Dans son livre "Les outils de métiers", D. Boucard reprend un texte du XIIe siècle, extrait des "Essais sur les arts", rédigé par un moine bénédictin allemand, Théophile. Il s'agirait de la première description de la fabrication des limes : la composition du liquide de la trempe y est décrite en détails.
Beaucoup plus proche de nous, en 1741, quelques années avant la parution de l'Encyclopédie ou Dictionnaire raisonné des sciences, des arts et des métiers, de Diderot et d'Alembert, Philemon Louis SAVARY DES BRUSLONS, chanoine de l'Eglise Royale de S. Maur des Fossés, fait publier l'ouvrage posthume de son frère Jacques, Inspecteur Général des Manufactures, pour le Roy, à la Douane de Paris. On y retrouve les modalités de la trempe qui n'ont rien à envier à celles du prêtre Théophile : "La trempe des limes se fait avec une composition de suie de cheminée bien sèche & bien dure qu'on bat & qu'on détrempe avec de l'urine & du vinaigre ; à quoi l'on ajoute du sel commun, en sorte que le tout se réduise en consistance de moutarde. Après que les limes ont été taillées, & qu'on les a frottées de vinaigre & de sel pour en ôter la graisse qu'on avait mis dessus pour les tailler, on les couvre de cette composition, & les ayant mises plusieurs ensemble en un paquet dans de la terre glaise, on les met au feu, d'où quand elles ont pris une couleur de cerise, ce que l'on voit par le moyen d'une petite verge du même acier qu'on appelle esprouvette, on les retire & et on les jette dans de l'eau de fontaine ou de puits toute la plus froide qu'il se puisse."

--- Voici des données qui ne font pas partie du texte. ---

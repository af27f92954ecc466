//! Interval splitting: narrowing two overlapping assignments into ranges
//! that can still host their durations disjointly.

use chrono::{DateTime, TimeDelta, Utc};

use crate::interval::TimeInterval;

/// Splits the overlapping assignments `i` (earlier) and `j` (incoming)
/// into `(i', j')` such that a task of duration `di` placed somewhere in
/// `i'` and one of `dj` in `j'` can avoid each other.
///
/// Four sub-intervals are formed, clipping each assignment so the other
/// task still fits on the far side; `(s1, s3)` places the first task
/// early, `(s2, s4)` places the second early. Each pair collapses through
/// [`merge_split`]; the split fails if either side collapses to nothing
/// or the combined span cannot host both durations.
pub(crate) fn split(
    i: TimeInterval,
    j: TimeInterval,
    di: TimeDelta,
    dj: TimeDelta,
) -> Option<(TimeInterval, TimeInterval)> {
    let s1 = clipped(i.start(), (j.end() - dj).min(i.end()));
    let s2 = clipped((i.start() + di).max(j.start()), j.end());
    let s3 = clipped(j.start(), (i.end() - di).min(j.end()));
    let s4 = clipped((j.start() + dj).max(i.start()), i.end());

    let i_narrowed = merge_split(s1, s3, di, dj)?;
    let j_narrowed = merge_split(s2, s4, di, dj)?;

    let span = i_narrowed.end().max(j_narrowed.end()) - i_narrowed.start().min(j_narrowed.start());
    (span >= di + dj).then_some((i_narrowed, j_narrowed))
}

/// A candidate sub-interval; `None` when the clip inverted it.
fn clipped(start: DateTime<Utc>, end: DateTime<Utc>) -> Option<TimeInterval> {
    (start <= end).then(|| TimeInterval::from_ordered_unchecked(start, end))
}

/// Collapses a sub-interval pair: keep the hull when both admit their
/// duration, the surviving one when only one does, nothing otherwise.
fn merge_split(
    a: Option<TimeInterval>,
    b: Option<TimeInterval>,
    da: TimeDelta,
    db: TimeDelta,
) -> Option<TimeInterval> {
    let a = a.filter(|interval| interval.duration() >= da);
    let b = b.filter(|interval| interval.duration() >= db);
    match (a, b) {
        (Some(a), Some(b)) => Some(TimeInterval::from_ordered_unchecked(
            a.start().min(b.start()),
            a.end().max(b.end()),
        )),
        (Some(a), None) => Some(a),
        (None, Some(b)) => Some(b),
        (None, None) => None,
    }
}
//! keeperctl - Keeper witness registry host
//!
//! This binary hosts the membership registry over a local sled-backed
//! ledger:
//! - One-shot dispatch of init/invoke/query operations
//! - Durable key-value storage under a data directory
//! - Wire-compatible single-byte result payloads

pub mod config;
pub mod storage;

pub use config::Config;
pub use storage::SledLedger;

Suit un paragraphe sur les différents types de limes et leur utilisation : "[Outre les carreaux et les carlettes], Toutes les autres limes conservent leur nom de Limes, en y ajoutant quelque terme pour les spécifier ou en marquer l'usage. Les unes sont plates, d'autres rondes ou demi-rondes, d'autres en carré, d'autres en triangle, & d'autres encore en forme de scie avec un dossier. Les carrées servent à ouvrir des trous carrés ; les triangulaires, ou en tiers-point, à faire des vis, des taraux & autres semblables pièces. Les rondes en queue de rat pour croître les trous : les demi-rondes pour limer les pièces en demi-rond & affuter les scies ordinaires : celles à dossier pour refendre ; celles à bouter, pour dresser les pannetons des clefs & des scies à fendre de long. Les Limes à potence, à carlettes, à coutelles, en ovale, en cœur & autres figures servent à vuider les anneaux des clefs, les écussons et les couronnemens. Enfin il y a des limes fendues par le milieu ou seulement d'un côté pour limer les embases ; des limes à dos de carpe pour fendre les compas ; des limes qui ne sont point taillées sur les côtés pour fendre et dresser les rateaux des clefs ; des limes coudées pour clouer et dresser les clous à fiches ; & des limes douces de toutes ces espèces & figures pour adoucir et polir les ouvrages… On peut mettre aussi au nombre des Limes les outils ou instrumens que les Arquebusiers appellent des calibres soit qu'ils soient simples, soit qu'ils soient doubles dont ils se servent ou à dresser le dessous des vis, ou à roder les noix des platines [Voir à ce sujet les outils d'armurier]."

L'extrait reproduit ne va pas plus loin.